● PROMPT: Pull every line from the records that has the word "sources" in it.

Records drawn from a dataset
⟨

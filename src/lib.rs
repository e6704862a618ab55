//! # Only Synth
//!
//! `only_synth`用纯rust实现生成式合成模型（对抗生成网络）的训练：
//! 判别器与生成器交替优化、NaN 损失的逐批保护、按 epoch 导出固定潜向量生成的检查点图像，
//! 以及训练/验证/测试的完整流程。
//!
//! ```ignore
//! let (global_config, model_config) = ConfigManager::new("config.yaml").prepare_configs()?;
//! let sources = DataSources::new(DataManifest::from_csv_path("train.csv")?).val_ratio(0.2);
//! let mut manager = TrainingManager::new(sources, "output", global_config, model_config)?;
//! manager.run_training()?;
//! ```

pub mod config;
pub mod data;
pub mod errors;
pub mod logging;
pub mod nn;
pub mod synth;
pub mod tensor;
pub mod training;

⟩

● EXERCISE ANSWER:
//! let sources = DataSources::new(DataManifest::from_csv_path("train.csv")?).val_ratio(0.2);
//! let mut manager = TrainingManager::new(sources, "output", global_config, model_config)?;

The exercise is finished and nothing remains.